J’en déduis huit points de vigilance qu’il me paraît souhaitable de présenter.
1. D’abord, ne jamais oublier le point de départ : le mauvais rapport en France entre le monde de l’économie et le monde du social. Le premier considère le social comme un coût, comme un handicap, le second considère l’entreprise comme le lieu de l’exploitation. Il n’y a jamais eu en France de compromis entre le capital et le travail, ce déficit étant compensé par un gros État providence chargé d’assurer la solidarité. Dans ce contexte, la négociation ne va pas de soi, et d’ailleurs elle est largement organisée par l’État lui-même : nous vivons toujours sous l’empire des accords Matignon de 1936 qui permettent à l’État de rendre obligatoire les dispositions des conventions collectives. Le droit, en France, est une sorte de force d’interposition entre l’économique et le social. Mais c’est une forme rigide et difficile à manipuler. Dans un tel contexte, l’évolution vers la codétermination suppose l’émergence d’une nouvelle culture de compromis sans compromission. Elle sera nécessairement progressive, les esprits devant s’y habituer peu à peu – ils commencent d’ailleurs à le faire.

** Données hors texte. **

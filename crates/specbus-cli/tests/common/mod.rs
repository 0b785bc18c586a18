//! Shared E2E test helpers for `specbus` binary tests.

use assert_cmd::cargo::cargo_bin_cmd;
use std::path::Path;
use std::time::Duration;

/// Default timeout for CLI tests.
pub const TIMEOUT_BASIC: Duration = Duration::from_secs(10);

/// Environment variables that would leak host configuration into a test.
const HOST_VARS: &[&str] = &[
    "RUST_LOG",
    "SPECBUS_DEBUG",
    "SPECBUS_CATCH_PANICS",
    "SPECBUS_SLOW_HANDLER_MS",
    "SPECBUS_LOG_LEVEL",
];

/// Build a Command for the `specbus` binary with an isolated HOME and
/// project root.
///
/// Returns (command, _guard). Keep the guard alive for the test's duration.
pub fn specbus_cmd() -> (assert_cmd::Command, tempfile::TempDir) {
    let tmp = tempfile::tempdir().expect("create temp dir for HOME");
    let mut cmd: assert_cmd::Command = cargo_bin_cmd!("specbus");
    cmd.timeout(TIMEOUT_BASIC);
    for var in HOST_VARS {
        cmd.env_remove(var);
    }
    cmd.env("HOME", tmp.path());
    cmd.args(["-C", tmp.path().to_str().expect("valid utf8")]);
    (cmd, tmp)
}

/// Writes a JSON extension file into `dir` and returns its path as a string.
pub fn write_extension(dir: &Path, file: &str, content: &str) -> String {
    let path = dir.join(file);
    std::fs::write(&path, content).expect("write extension file");
    path.to_str().expect("valid utf8").to_string()
}

/// Writes `.specbus/config.toml` under the project root `dir`.
pub fn write_project_config(dir: &Path, content: &str) {
    let config_dir = dir.join(".specbus");
    std::fs::create_dir_all(&config_dir).expect("create .specbus");
    std::fs::write(config_dir.join("config.toml"), content).expect("write config");
}
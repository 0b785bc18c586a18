//! Spec layer errors.
//!
//! | Error | Code | Recoverable |
//! |-------|------|-------------|
//! | [`SpecError::SubscriptionConflict`] | `SPEC_SUBSCRIPTION_CONFLICT` | No |
//! | [`SpecError::PublicationConflict`] | `SPEC_PUBLICATION_CONFLICT` | No |
//! | [`SpecError::Validation`] | `SPEC_INVALID_NAME` | No |
//!
//! Every spec error is a configuration mistake between a component and
//! whatever embeds it, so none are recoverable.

use serde::{Deserialize, Serialize};
use specbus_types::{ErrorCode, ValidationError};
use thiserror::Error;

/// Error raised while merging or validating specs.
#[derive(Debug, Clone, PartialEq, Eq, Serialize, Deserialize, Error)]
pub enum SpecError {
    /// Two merge inputs declare the same event on the same channel.
    #[error("subscription conflict: event '{event}' declared twice on channel '{channel}'")]
    SubscriptionConflict {
        /// Channel carrying the duplicate.
        channel: String,
        /// Duplicated event name.
        event: String,
    },

    /// Two merge inputs declare the same channel:event publication.
    #[error("publication conflict: '{channel}:{event}' declared twice")]
    PublicationConflict {
        /// Channel carrying the duplicate.
        channel: String,
        /// Duplicated event name.
        event: String,
    },

    /// A channel or event name failed key validation.
    #[error("invalid spec name: {0}")]
    Validation(#[from] ValidationError),
}

impl SpecError {
    /// Returns `true` for either conflict variant.
    #[must_use]
    pub fn is_conflict(&self) -> bool {
        matches!(
            self,
            Self::SubscriptionConflict { .. } | Self::PublicationConflict { .. }
        )
    }
}

impl ErrorCode for SpecError {
    fn code(&self) -> &'static str {
        match self {
            Self::SubscriptionConflict { .. } => "SPEC_SUBSCRIPTION_CONFLICT",
            Self::PublicationConflict { .. } => "SPEC_PUBLICATION_CONFLICT",
            Self::Validation(_) => "SPEC_INVALID_NAME",
        }
    }

    fn is_recoverable(&self) -> bool {
        false
    }
}
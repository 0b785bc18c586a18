//! Dispatch key resolution.
//!
//! A dispatch key is the canonical `"channel:event"` string used both to
//! match published events against declared subscriptions and to look up
//! handler functions in a handler table.
//!
//! ```text
//! ("system", "start")            ──► "system:start"
//! ("ui", "windowSizeChange")     ──► "ui:windowSizeChange"
//!                                ──► handleUiWindowSizeChange   (method name)
//! ```
//!
//! # Example
//!
//! ```
//! use specbus_types::{build_dispatch_key, build_handler_method_name};
//!
//! let key = build_dispatch_key("system", "start").unwrap();
//! assert_eq!(key.as_str(), "system:start");
//! assert_eq!(key.channel(), "system");
//! assert_eq!(key.event(), "start");
//!
//! let method = build_handler_method_name("ui", "windowSizeChange").unwrap();
//! assert_eq!(method, "handleUiWindowSizeChange");
//!
//! assert!(build_dispatch_key("", "start").is_err());
//! assert!(build_dispatch_key("a:b", "start").is_err());
//! ```

use crate::ErrorCode;
use serde::{Deserialize, Serialize};
use thiserror::Error;

/// Separator between channel and event in a dispatch key.
pub const KEY_DELIMITER: char = ':';

/// Prefix of conventional handler method names.
pub const HANDLER_METHOD_PREFIX: &str = "handle";

/// Malformed channel or event name.
///
/// | Variant | Code |
/// |---------|------|
/// | `EmptyChannel` | `VALIDATION_EMPTY_CHANNEL` |
/// | `EmptyEvent` | `VALIDATION_EMPTY_EVENT` |
/// | `DelimiterInChannel` | `VALIDATION_DELIMITER_IN_CHANNEL` |
/// | `DelimiterInEvent` | `VALIDATION_DELIMITER_IN_EVENT` |
/// | `MalformedKey` | `VALIDATION_MALFORMED_KEY` |
///
/// None of these are recoverable: the caller has to fix the name.
#[derive(Debug, Clone, PartialEq, Eq, Serialize, Deserialize, Error)]
pub enum ValidationError {
    /// Channel name is empty.
    #[error("channel name must not be empty")]
    EmptyChannel,

    /// Event name is empty.
    #[error("event name must not be empty")]
    EmptyEvent,

    /// Channel name contains the key delimiter.
    #[error("channel name '{0}' must not contain ':'")]
    DelimiterInChannel(String),

    /// Event name contains the key delimiter.
    #[error("event name '{0}' must not contain ':'")]
    DelimiterInEvent(String),

    /// A key string that is not exactly `channel:event`.
    #[error("malformed dispatch key: '{0}'")]
    MalformedKey(String),
}

impl ErrorCode for ValidationError {
    fn code(&self) -> &'static str {
        match self {
            Self::EmptyChannel => "VALIDATION_EMPTY_CHANNEL",
            Self::EmptyEvent => "VALIDATION_EMPTY_EVENT",
            Self::DelimiterInChannel(_) => "VALIDATION_DELIMITER_IN_CHANNEL",
            Self::DelimiterInEvent(_) => "VALIDATION_DELIMITER_IN_EVENT",
            Self::MalformedKey(_) => "VALIDATION_MALFORMED_KEY",
        }
    }

    fn is_recoverable(&self) -> bool {
        false
    }
}

/// Validated `"channel:event"` key.
///
/// Construct with [`build_dispatch_key`] or [`DispatchKey::parse`]; a
/// `DispatchKey` value always holds a non-empty channel and event
/// without the delimiter.
#[derive(Debug, Clone, PartialEq, Eq, Hash, PartialOrd, Ord, Serialize, Deserialize)]
#[serde(try_from = "String", into = "String")]
pub struct DispatchKey {
    key: String,
    split: usize,
}

impl DispatchKey {
    /// Parses a `"channel:event"` string.
    ///
    /// # Errors
    ///
    /// Returns [`ValidationError::MalformedKey`] when the string does not
    /// contain exactly one delimiter, or the empty-name variants when a
    /// side is empty.
    pub fn parse(key: &str) -> Result<Self, ValidationError> {
        let mut parts = key.split(KEY_DELIMITER);
        match (parts.next(), parts.next(), parts.next()) {
            (Some(channel), Some(event), None) => build_dispatch_key(channel, event),
            _ => Err(ValidationError::MalformedKey(key.to_string())),
        }
    }

    /// Returns the full key string.
    #[must_use]
    pub fn as_str(&self) -> &str {
        &self.key
    }

    /// Returns the channel part.
    #[must_use]
    pub fn channel(&self) -> &str {
        &self.key[..self.split]
    }

    /// Returns the event part.
    #[must_use]
    pub fn event(&self) -> &str {
        &self.key[self.split + KEY_DELIMITER.len_utf8()..]
    }

    /// Returns `true` if this key addresses `channel:event`.
    #[must_use]
    pub fn matches(&self, channel: &str, event: &str) -> bool {
        self.channel() == channel && self.event() == event
    }

    /// Returns the conventional handler method name for this key.
    #[must_use]
    pub fn method_name(&self) -> String {
        method_name_unchecked(self.channel(), self.event())
    }
}

impl std::fmt::Display for DispatchKey {
    fn fmt(&self, f: &mut std::fmt::Formatter<'_>) -> std::fmt::Result {
        f.write_str(&self.key)
    }
}

impl TryFrom<String> for DispatchKey {
    type Error = ValidationError;

    fn try_from(value: String) -> Result<Self, Self::Error> {
        Self::parse(&value)
    }
}

impl From<DispatchKey> for String {
    fn from(key: DispatchKey) -> Self {
        key.key
    }
}

impl std::str::FromStr for DispatchKey {
    type Err = ValidationError;

    fn from_str(s: &str) -> Result<Self, Self::Err> {
        Self::parse(s)
    }
}

/// Validates a channel name on its own.
///
/// # Errors
///
/// Empty names and names containing `:` are rejected.
pub fn validate_channel(channel: &str) -> Result<(), ValidationError> {
    if channel.is_empty() {
        return Err(ValidationError::EmptyChannel);
    }
    if channel.contains(KEY_DELIMITER) {
        return Err(ValidationError::DelimiterInChannel(channel.to_string()));
    }
    Ok(())
}

/// Validates an event name on its own.
///
/// # Errors
///
/// Empty names and names containing `:` are rejected.
pub fn validate_event(event: &str) -> Result<(), ValidationError> {
    if event.is_empty() {
        return Err(ValidationError::EmptyEvent);
    }
    if event.contains(KEY_DELIMITER) {
        return Err(ValidationError::DelimiterInEvent(event.to_string()));
    }
    Ok(())
}

/// Builds the dispatch key `"{channel}:{event}"`.
///
/// # Errors
///
/// Returns [`ValidationError`] if either name is empty or contains the
/// delimiter.
pub fn build_dispatch_key(channel: &str, event: &str) -> Result<DispatchKey, ValidationError> {
    validate_channel(channel)?;
    validate_event(event)?;
    Ok(DispatchKey {
        key: format!("{channel}{KEY_DELIMITER}{event}"),
        split: channel.len(),
    })
}

/// Builds the conventional handler method name,
/// `handle` + PascalCase(channel) + PascalCase(event).
///
/// # Errors
///
/// Same validation as [`build_dispatch_key`].
pub fn build_handler_method_name(channel: &str, event: &str) -> Result<String, ValidationError> {
    validate_channel(channel)?;
    validate_event(event)?;
    Ok(method_name_unchecked(channel, event))
}

fn method_name_unchecked(channel: &str, event: &str) -> String {
    let mut name = String::from(HANDLER_METHOD_PREFIX);
    push_pascal_case(&mut name, channel);
    push_pascal_case(&mut name, event);
    name
}

/// Appends `input` in PascalCase.
///
/// Segments are split on `_`, `-`, `.` and whitespace; the first letter
/// of each segment is upper-cased and the rest kept as written, so
/// existing camelCase survives (`windowSizeChange` → `WindowSizeChange`).
fn push_pascal_case(out: &mut String, input: &str) {
    for segment in input
        .split(|c: char| c == '_' || c == '-' || c == '.' || c.is_whitespace())
        .filter(|s| !s.is_empty())
    {
        let mut chars = segment.chars();
        if let Some(first) = chars.next() {
            out.extend(first.to_uppercase());
            out.push_str(chars.as_str());
        }
    }
}
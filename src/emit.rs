use std::io::{self, Write};

use itertools::Itertools;

use crate::types::OutputStyle;

/// Writes `<type> <name>[<len>] = `, the braces and the wrapped hex body.
pub fn write_array<W: Write>(
    out: &mut W,
    name: &str,
    pixels: &[u8],
    style: &OutputStyle,
) -> io::Result<()> {
    writeln!(
        out,
        "{} {}[{}] = ",
        style.element_type.declaration(),
        name,
        pixels.len()
    )?;
    writeln!(out, "{{")?;

    let per_line = style.per_line.max(1);
    for (line, values) in pixels.chunks(per_line).enumerate() {
        let body = values
            .iter()
            .map(|v| format!("0x{v:02x},"))
            .join(style.wrap.separator());
        writeln!(out, "{}{}", style.wrap.indent(line), body)?;
    }

    writeln!(out, "}};")
}

pub fn render(name: &str, pixels: &[u8], style: &OutputStyle) -> String {
    let mut buf = Vec::with_capacity(pixels.len() * 6 + 64);
    // writing into a Vec can't fail
    let _ = write_array(&mut buf, name, pixels, style);
    String::from_utf8_lossy(&buf).into_owned()
}
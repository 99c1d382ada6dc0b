use std::path::Path;

use anyhow::{Context, Result};
use image::GrayImage;
use log::debug;

use crate::types::{ArrayName, DERIVED_PREFIX};

/// Greyscale pixel bytes in row-major order.
pub struct Pixels {
    pub width: u32,
    pub height: u32,
    pub data: Vec<u8>,
}

impl Pixels {
    pub fn from_gray(img: GrayImage) -> Self {
        let (width, height) = img.dimensions();
        Self {
            width,
            height,
            data: img.into_raw(),
        }
    }

    pub fn len(&self) -> usize {
        self.data.len()
    }
}

pub fn load(path: &Path) -> Result<Pixels> {
    let img = image::open(path)
        .with_context(|| format!("failed to load image {}", path.display()))?
        .to_luma8();
    let pixels = Pixels::from_gray(img);
    debug!(
        "{}: {}x{} ({} bytes)",
        path.display(),
        pixels.width,
        pixels.height,
        pixels.len()
    );
    Ok(pixels)
}

pub fn array_name(name: &ArrayName, path: &Path) -> Result<String> {
    match name {
        ArrayName::Splash => Ok("splash".to_string()),
        ArrayName::Custom(s) => Ok(s.clone()),
        ArrayName::Derived => {
            let stem = path
                .file_stem()
                .with_context(|| format!("no file name in {}", path.display()))?;
            Ok(format!("{DERIVED_PREFIX}{}", stem.to_string_lossy()))
        }
    }
}
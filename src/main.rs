use std::io::{self, Write};
use std::path::{Path, PathBuf};
use std::str::FromStr;

use anyhow::{Context, Result, anyhow};
use clap::{Arg, ArgAction, ArgMatches, Command, builder::PossibleValuesParser, value_parser};
use log::{debug, warn};
use rayon::prelude::*;
use strum::IntoEnumIterator;

mod emit;
mod pixels;
mod types;

use types::*;

fn possible_values<E>() -> PossibleValuesParser
where
    E: IntoEnumIterator + Into<&'static str>,
{
    PossibleValuesParser::new(E::iter().map(Into::<&'static str>::into))
}

fn build_cli() -> Command {
    Command::new("splash-array")
        .about("Print an image as a greyscale C byte-array literal")
        .version(env!("CARGO_PKG_VERSION"))
        .arg(
            Arg::new("name")
                .help("Image file name(s)")
                .required(true)
                .num_args(1..)
                .action(ArgAction::Append)
                .value_parser(value_parser!(PathBuf)),
        )
        .arg(
            Arg::new("style")
                .short('s')
                .long("style")
                .help("Output preset")
                .long_help(
                    "Output preset. 'splash' prints `uchar splash[N]` with every line indented; \
                     'image' prints `const uint8_t image<stem>[N]` with the indent after each wrap.",
                )
                .default_value("splash")
                .value_parser(possible_values::<Preset>()),
        )
        .arg(
            Arg::new("array_name")
                .long("array-name")
                .help("Override the array name"),
        )
        .arg(
            Arg::new("element_type")
                .long("element-type")
                .help("Override the element type")
                .value_parser(possible_values::<ElementType>()),
        )
        .arg(
            Arg::new("wrap")
                .long("wrap")
                .help("Override the line wrap style")
                .value_parser(possible_values::<WrapStyle>()),
        )
        .arg(
            Arg::new("per_line")
                .short('w')
                .long("per-line")
                .help("Values per line")
                .default_value("24")
                .value_parser(value_parser!(u32).range(1..)),
        )
}

fn parse_enum<E: FromStr>(matches: &ArgMatches, id: &str) -> Result<Option<E>> {
    matches
        .get_one::<String>(id)
        .map(|s| E::from_str(s).map_err(|_| anyhow!("invalid value for --{id}: {s}")))
        .transpose()
}

fn style_from_matches(matches: &ArgMatches) -> Result<OutputStyle> {
    let preset = parse_enum::<Preset>(matches, "style")?.unwrap_or(Preset::Splash);
    let mut style = OutputStyle::from_preset(preset);

    if let Some(name) = matches.get_one::<String>("array_name") {
        style.name = ArrayName::Custom(name.clone());
    }
    if let Some(element_type) = parse_enum::<ElementType>(matches, "element_type")? {
        style.element_type = element_type;
    }
    if let Some(wrap) = parse_enum::<WrapStyle>(matches, "wrap")? {
        style.wrap = wrap;
    }
    if let Some(&per_line) = matches.get_one::<u32>("per_line") {
        style.per_line = per_line as usize;
    }
    Ok(style)
}

fn render_file(path: &Path, style: &OutputStyle) -> Result<String> {
    let img = pixels::load(path)?;
    let name = pixels::array_name(&style.name, path)?;
    Ok(emit::render(&name, &img.data, style))
}

fn main() -> Result<()> {
    env_logger::init();

    let matches = build_cli().get_matches();
    let style = style_from_matches(&matches)?;
    debug!("style: {:?}", style);

    let inputs = matches
        .get_many::<PathBuf>("name")
        .context("missing image file name")?
        .collect::<Vec<_>>();
    if inputs.len() > 1 && style.name != ArrayName::Derived {
        warn!(
            "{} inputs share the array name {:?}",
            inputs.len(),
            style.name
        );
    }

    let rendered = inputs
        .par_iter()
        .map(|path| render_file(path, &style))
        .collect::<Result<Vec<_>>>()?;

    let stdout = io::stdout();
    let mut out = stdout.lock();
    for (i, text) in rendered.iter().enumerate() {
        if i > 0 {
            writeln!(out)?;
        }
        out.write_all(text.as_bytes())?;
    }
    out.flush()?;
    Ok(())
}
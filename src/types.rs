use strum_macros::{Display, EnumIter, EnumString, IntoStaticStr};

pub const DEFAULT_PER_LINE: usize = 24;
pub const INDENT: &str = "    ";
pub const DERIVED_PREFIX: &str = "image";

/// Named bundles of the two historical output conventions.
#[derive(EnumIter, EnumString, Display, IntoStaticStr, Clone, Copy, Debug, PartialEq, Eq)]
#[strum(serialize_all = "kebab-case")]
pub enum Preset {
    /// `uchar splash[N]`, leading indent, space after each comma
    Splash,
    /// `const uint8_t image<stem>[N]`, indent printed after each wrap
    Image,
}

#[derive(Clone, Debug, PartialEq, Eq)]
pub enum ArrayName {
    Splash,
    /// `image` followed by the input's file stem, passed through as-is
    Derived,
    Custom(String),
}

#[derive(EnumIter, EnumString, Display, IntoStaticStr, Clone, Copy, Debug, PartialEq, Eq)]
#[strum(serialize_all = "kebab-case")]
pub enum ElementType {
    Uchar,
    #[strum(serialize = "uint8")]
    ConstUint8,
}

impl ElementType {
    pub fn declaration(self) -> &'static str {
        match self {
            ElementType::Uchar => "uchar",
            ElementType::ConstUint8 => "const uint8_t",
        }
    }
}

#[derive(EnumIter, EnumString, Display, IntoStaticStr, Clone, Copy, Debug, PartialEq, Eq)]
#[strum(serialize_all = "kebab-case")]
pub enum WrapStyle {
    LeadingIndent,
    TrailingIndent,
}

impl WrapStyle {
    /// Indent written before the first value of body line `line`.
    pub fn indent(self, line: usize) -> &'static str {
        match self {
            WrapStyle::LeadingIndent => INDENT,
            WrapStyle::TrailingIndent if line == 0 => "",
            WrapStyle::TrailingIndent => INDENT,
        }
    }

    pub fn separator(self) -> &'static str {
        match self {
            WrapStyle::LeadingIndent => " ",
            WrapStyle::TrailingIndent => "",
        }
    }
}

#[derive(Clone, Debug, PartialEq, Eq)]
pub struct OutputStyle {
    pub name: ArrayName,
    pub element_type: ElementType,
    pub wrap: WrapStyle,
    pub per_line: usize,
}

impl OutputStyle {
    pub fn from_preset(preset: Preset) -> Self {
        match preset {
            Preset::Splash => Self {
                name: ArrayName::Splash,
                element_type: ElementType::Uchar,
                wrap: WrapStyle::LeadingIndent,
                per_line: DEFAULT_PER_LINE,
            },
            Preset::Image => Self {
                name: ArrayName::Derived,
                element_type: ElementType::ConstUint8,
                wrap: WrapStyle::TrailingIndent,
                per_line: DEFAULT_PER_LINE,
            },
        }
    }
}

impl Default for OutputStyle {
    fn default() -> Self {
        Self::from_preset(Preset::Splash)
    }
}

#[cfg(test)]
mod tests {
    use super::*;
    use std::str::FromStr;
    use strum::IntoEnumIterator;

    #[test]
    fn presets_match_historical_variants() {
        let a = OutputStyle::default();
        assert_eq!(a.name, ArrayName::Splash);
        assert_eq!(a.element_type.declaration(), "uchar");
        assert_eq!(a.wrap, WrapStyle::LeadingIndent);
        assert_eq!(a.per_line, 24);

        let b = OutputStyle::from_preset(Preset::Image);
        assert_eq!(b.name, ArrayName::Derived);
        assert_eq!(b.element_type.declaration(), "const uint8_t");
        assert_eq!(b.wrap, WrapStyle::TrailingIndent);
    }

    #[test]
    fn flag_values_parse_back() {
        for preset in Preset::iter() {
            assert_eq!(Preset::from_str(&preset.to_string()).unwrap(), preset);
        }
        for wrap in WrapStyle::iter() {
            let s: &'static str = wrap.into();
            assert_eq!(WrapStyle::from_str(s).unwrap(), wrap);
        }
        assert_eq!(ElementType::from_str("uint8").unwrap(), ElementType::ConstUint8);
        assert_eq!(ElementType::from_str("uchar").unwrap(), ElementType::Uchar);
        assert_eq!(WrapStyle::from_str("trailing-indent").unwrap(), WrapStyle::TrailingIndent);
        assert!(Preset::from_str("bogus").is_err());
    }

    #[test]
    fn indents() {
        assert_eq!(WrapStyle::LeadingIndent.indent(0), INDENT);
        assert_eq!(WrapStyle::LeadingIndent.indent(3), INDENT);
        assert_eq!(WrapStyle::TrailingIndent.indent(0), "");
        assert_eq!(WrapStyle::TrailingIndent.indent(1), INDENT);
    }
}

2. En second lieu, il faut rappeler que la réforme de l’entreprise a déjà une longue histoire derrière elle, avec beaucoup de déceptions. Souvenons-nous que les nationalisations avaient permis à des salariés de devenir administrateurs. Que l’intéressement des salariés au résultat des entreprises a été érigé par l’ordonnance de 59, texte admirable, toujours en vigueur, et qui a été utilisé pour la mise en œuvre des 35 heures. Rappelons par exemple le travail de François Bloch-Lainé, qui avait parcouru la France à ce sujet ; le pan-capitalisme de Loichot qui visait à distribuer chaque année sous forme d’actions une partie des bénéfices, en sorte que les salariés seraient devenus en une génération propriétaires des entreprises ; l’amendement Vallon qui a suivi et a donné lieu aux ordonnances de 1969 sur la participation, lesquelles ont créé un régime unique au monde de ristourne aux salariés, sous forme d’épargne, d’une fraction du bénéfice net des entreprises. Rappelons que dans sa version la plus ambitieuse, la participation gaulliste visait 35à faire participer les salariés aux résultats, au capital, et à la gestion. Si elle avait réussi, nous ne nous poserions pas tous ces problèmes. Mais le patronat n’y était pas très favorable, pas plus que les syndicats, ce qui fait que cette idée est restée un projet politique lourd et complexe à gérer, mais à la fois invisible et quelque peu hors sol, une sorte de droit acquis auquel on est habitué, qui distribue l’équivalent un ou deux mois de salaire supplémentaire à ceux qui en bénéficient (6 ou 7 millions de personnes). Rappelons enfin la relance de la participation en 2002 et l’évolution de la réflexion syndicale à ce sujet, avec la création du conseil intersyndical de l’épargne salariale, qui témoigne d’un réel changement culturel. Mais tout de même : que la route est longue, et qu’elle est compliquée ! Et que de chances gâchées… D’où l’importance d’agir de manière progressive et pédagogique, en s’appuyant sur les changements de mentalités en cours.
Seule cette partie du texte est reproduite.